■ Requirement ■
Up to and including the line with "fn generate(&self) -> String;", please reproduce the lines below exactly, beginning with the first.

=====

//! Unique Id Generation
//!
//! Every node created by a clone operation gets a fresh id from an
//! [`IdGenerator`]. Production uses UUIDv4; tests substitute deterministic
//! generators to observe creation order.

use uuid::Uuid;

/// Produces identifiers unique across the deployment's lifetime.
pub trait IdGenerator: Send + Sync {
    fn generate(&self) -> String;
}

/// UUIDv4-backed generator.
#[derive(Debug, Default, Clone, Copy)]
pub struct UuidIds;

impl IdGenerator for UuidIds {
    fn generate(&self) -> String {
        Uuid::new_v4().to_string()
    }
}
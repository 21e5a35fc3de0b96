//! Clone Services
//!
//! - `FragmentCloner` - the recursive clone algorithm
//! - `Dispatcher` - validates inbound requests and invokes the cloner
//! - `CloneError` - the failure taxonomy surfaced to requesters

pub mod cloner;
pub mod dispatcher;
pub mod error;

pub use cloner::FragmentCloner;
pub use dispatcher::Dispatcher;
pub use error::CloneError;
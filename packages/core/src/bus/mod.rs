//! Clone Request Bus
//!
//! The clone walk recurses by submitting further `CloneRequest`s through a
//! bus and awaiting their completion, instead of growing an in-process call
//! stack. [`RequestBus`] is the emitting side, [`CloneHandler`] the
//! receiving side.
//!
//! [`LocalBus`] is the in-process implementation: requests flow through an
//! mpsc inbox into a serve loop that spawns one tokio task per request and
//! routes the reply back over a oneshot channel. The tokio runtime is the
//! worker pool, so a recursive request can never starve waiting for a
//! bounded pool occupied by its own ancestors. Delivery here is
//! exactly-once; the trait contract only promises at-least-once, which the
//! store's idempotent upserts make safe for any conforming transport.

use crate::models::{CloneReply, CloneRequest};
use crate::services::CloneError;
use async_trait::async_trait;
use std::sync::Arc;
use tokio::sync::{mpsc, oneshot};
use tracing::{debug, warn};

/// Receiving side of the bus: handles one clone request to completion.
#[async_trait]
pub trait CloneHandler: Send + Sync {
    async fn handle(&self, request: CloneRequest) -> Result<CloneReply, CloneError>;
}

/// Emitting side of the bus: delivers a clone request and waits for its
/// completion result.
#[async_trait]
pub trait RequestBus: Send + Sync {
    async fn submit(&self, request: CloneRequest) -> Result<CloneReply, CloneError>;
}

/// A request queued on the local bus.
struct BusItem {
    request: CloneRequest,
    respond: oneshot::Sender<Result<CloneReply, CloneError>>,
}

/// In-process request/response bus.
pub struct LocalBus {
    tx: mpsc::Sender<BusItem>,
}

/// Receiver half of a [`LocalBus`], consumed by [`LocalBus::serve`].
pub struct LocalBusInbox {
    rx: mpsc::Receiver<BusItem>,
}

impl LocalBus {
    /// Create a bus and its inbox. The inbox must be passed to
    /// [`LocalBus::serve`] once a handler exists; until then submissions
    /// queue up to `buffer` deep.
    pub fn channel(buffer: usize) -> (Self, LocalBusInbox) {
        let (tx, rx) = mpsc::channel(buffer);
        (Self { tx }, LocalBusInbox { rx })
    }

    /// Drain the inbox, handing each request to `handler` on its own task.
    ///
    /// The loop itself never awaits a handler, so requests submitted
    /// recursively from inside a running handler are always picked up.
    pub fn serve(inbox: LocalBusInbox, handler: Arc<dyn CloneHandler>) {
        let mut rx = inbox.rx;
        tokio::spawn(async move {
            while let Some(item) = rx.recv().await {
                let handler = handler.clone();
                tokio::spawn(async move {
                    let result = handler.handle(item.request).await;
                    if item.respond.send(result).is_err() {
                        warn!("clone requester went away before the reply was ready");
                    }
                });
            }
            debug!("local bus inbox closed, serve loop ending");
        });
    }
}

#[async_trait]
impl RequestBus for LocalBus {
    async fn submit(&self, request: CloneRequest) -> Result<CloneReply, CloneError> {
        let (respond, reply) = oneshot::channel();
        self.tx
            .send(BusItem { request, respond })
            .await
            .map_err(|_| CloneError::transport("request bus is not accepting requests"))?;

        reply
            .await
            .map_err(|_| CloneError::transport("clone handler dropped the reply channel"))?
    }
}

#[cfg(test)]
mod tests {
    use super::*;

    struct EchoHandler;

    #[async_trait]
    impl CloneHandler for EchoHandler {
        async fn handle(&self, request: CloneRequest) -> Result<CloneReply, CloneError> {
            Ok(CloneReply {
                status: format!("echo {}", request.source_node_id),
                new_node_id: "echo-1".to_string(),
            })
        }
    }

    struct RejectingHandler;

    #[async_trait]
    impl CloneHandler for RejectingHandler {
        async fn handle(&self, _request: CloneRequest) -> Result<CloneReply, CloneError> {
            Err(CloneError::invalid_request("rejected"))
        }
    }

    #[tokio::test]
    async fn submit_round_trips_through_handler() {
        let (bus, inbox) = LocalBus::channel(4);
        LocalBus::serve(inbox, Arc::new(EchoHandler));

        let reply = bus
            .submit(CloneRequest::root("B1", "P", "Run1"))
            .await
            .expect("echo handler always succeeds");

        assert_eq!(reply.status, "echo B1");
        assert_eq!(reply.new_node_id, "echo-1");
    }

    #[tokio::test]
    async fn handler_error_reaches_the_submitter() {
        let (bus, inbox) = LocalBus::channel(4);
        LocalBus::serve(inbox, Arc::new(RejectingHandler));

        let error = bus
            .submit(CloneRequest::root("B1", "P", "Run1"))
            .await
            .unwrap_err();

        assert!(matches!(error, CloneError::InvalidRequest { .. }));
    }

    #[tokio::test]
    async fn submit_fails_when_inbox_is_gone() {
        let (bus, inbox) = LocalBus::channel(4);
        drop(inbox);

        let error = bus
            .submit(CloneRequest::root("B1", "P", "Run1"))
            .await
            .unwrap_err();

        assert!(matches!(error, CloneError::Transport { .. }));
    }
}
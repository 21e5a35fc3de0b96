//! Dispatcher - inbound clone request handling
//!
//! Sits between the request bus and the cloner: validates fields, checks
//! that a root request's nodes actually exist, guards against two
//! structurally identical requests running at once, and never swallows a
//! failure. Recursive requests reference a parent their emitter just
//! created and a source taken from a closure row, so their store lookups
//! happen inside the cloner instead of being repeated here.

use crate::bus::CloneHandler;
use crate::db::GraphStore;
use crate::models::{CloneReply, CloneRequest};
use crate::services::cloner::FragmentCloner;
use crate::services::error::CloneError;
use async_trait::async_trait;
use std::collections::HashSet;
use std::sync::{Arc, Mutex, MutexGuard};
use tracing::{info, instrument, warn};

pub struct Dispatcher {
    store: Arc<dyn GraphStore>,
    cloner: Arc<FragmentCloner>,
    /// (source_node_id, parent_id) pairs currently being cloned
    in_flight: Mutex<HashSet<(String, String)>>,
}

/// Reject requests with missing identifiers before touching the store.
pub(crate) fn validate(request: &CloneRequest) -> Result<(), CloneError> {
    if request.source_node_id.trim().is_empty() {
        return Err(CloneError::invalid_request("sourceNodeId must not be empty"));
    }
    if request.parent_id.trim().is_empty() {
        return Err(CloneError::invalid_request("parentId must not be empty"));
    }
    Ok(())
}

impl Dispatcher {
    pub fn new(store: Arc<dyn GraphStore>, cloner: Arc<FragmentCloner>) -> Self {
        Self {
            store,
            cloner,
            in_flight: Mutex::new(HashSet::new()),
        }
    }

    fn in_flight(&self) -> MutexGuard<'_, HashSet<(String, String)>> {
        // A poisoned lock only means a panicking task died mid-insert; the
        // set itself is still usable.
        self.in_flight
            .lock()
            .unwrap_or_else(|poisoned| poisoned.into_inner())
    }

    async fn ensure_exists(&self, id: &str) -> Result<(), CloneError> {
        match self.store.get_node(id).await? {
            Some(_) => Ok(()),
            None => Err(CloneError::not_found(id)),
        }
    }
}

/// Removes the in-flight marker on every exit path.
struct FlightGuard<'a> {
    dispatcher: &'a Dispatcher,
    key: (String, String),
}

impl Drop for FlightGuard<'_> {
    fn drop(&mut self) {
        self.dispatcher.in_flight().remove(&self.key);
    }
}

#[async_trait]
impl CloneHandler for Dispatcher {
    #[instrument(
        skip(self, request),
        fields(
            source = %request.source_node_id,
            parent = %request.parent_id,
            root = request.is_root
        )
    )]
    async fn handle(&self, request: CloneRequest) -> Result<CloneReply, CloneError> {
        validate(&request)?;

        let key = (request.source_node_id.clone(), request.parent_id.clone());
        if !self.in_flight().insert(key.clone()) {
            return Err(CloneError::invalid_request(format!(
                "clone of {} under {} is already in flight",
                request.source_node_id, request.parent_id
            )));
        }
        let _guard = FlightGuard {
            dispatcher: self,
            key,
        };

        if request.is_root {
            self.ensure_exists(&request.source_node_id).await?;
            self.ensure_exists(&request.parent_id).await?;
        }

        match self.cloner.run(&request).await {
            Ok(reply) => {
                info!(new_node = %reply.new_node_id, "clone request completed");
                Ok(reply)
            }
            Err(error) => {
                warn!(%error, depth = error.depth(), "clone request failed");
                Err(error)
            }
        }
    }
}
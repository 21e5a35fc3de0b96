//! FragmentForge Service Binary
//!
//! Wires the clone pipeline (embedded graph store, local request bus,
//! cloner, dispatcher) and exposes the HTTP intake.
//!
//! # Environment Variables
//!
//! - `FORGE_DATABASE_PATH`: graph database directory (default `./data/fragmentforge.db`)
//! - `FORGE_HTTP_PORT`: intake port (default 3100)
//! - `RUST_LOG`: logging filter (e.g. "info", "debug")

mod config;
mod http;

use config::ServiceConfig;
use fragmentforge_core::bus::{LocalBus, RequestBus};
use fragmentforge_core::db::SurrealStore;
use fragmentforge_core::id::UuidIds;
use fragmentforge_core::services::{Dispatcher, FragmentCloner};
use std::sync::Arc;

#[tokio::main]
async fn main() -> anyhow::Result<()> {
    tracing_subscriber::fmt()
        .with_env_filter(
            tracing_subscriber::EnvFilter::try_from_default_env()
                .unwrap_or_else(|_| tracing_subscriber::EnvFilter::new("info")),
        )
        .init();

    let config = ServiceConfig::from_env();
    tracing::info!(
        database = %config.database_path.display(),
        port = config.http_port,
        "starting fragmentforge service"
    );

    if let Some(parent) = config.database_path.parent() {
        tokio::fs::create_dir_all(parent).await?;
    }

    let store = Arc::new(SurrealStore::new(config.database_path.clone()).await?);
    tracing::info!("connected to graph store");

    let (bus, inbox) = LocalBus::channel(64);
    let bus = Arc::new(bus);
    let cloner = Arc::new(FragmentCloner::new(
        store.clone(),
        Arc::new(UuidIds),
        bus.clone(),
    ));
    let dispatcher = Arc::new(Dispatcher::new(store, cloner));
    LocalBus::serve(inbox, dispatcher);

    let state = http::AppState {
        bus: bus as Arc<dyn RequestBus>,
    };
    let app = http::router(state);

    let listener = tokio::net::TcpListener::bind(("0.0.0.0", config.http_port)).await?;
    tracing::info!(addr = %listener.local_addr()?, "http intake listening");
    axum::serve(listener, app).await?;

    Ok(())
}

=====

■ Worked solution ■
//! Unique Id Generation
//!
//! Every node created by a clone operation gets a fresh id from an
//! [`IdGenerator`]. Production uses UUIDv4; tests substitute deterministic
//! generators to observe creation order.

use uuid::Uuid;

/// Produces identifiers unique across the deployment's lifetime.
pub trait IdGenerator: Send + Sync {
    fn generate(&self) -> String;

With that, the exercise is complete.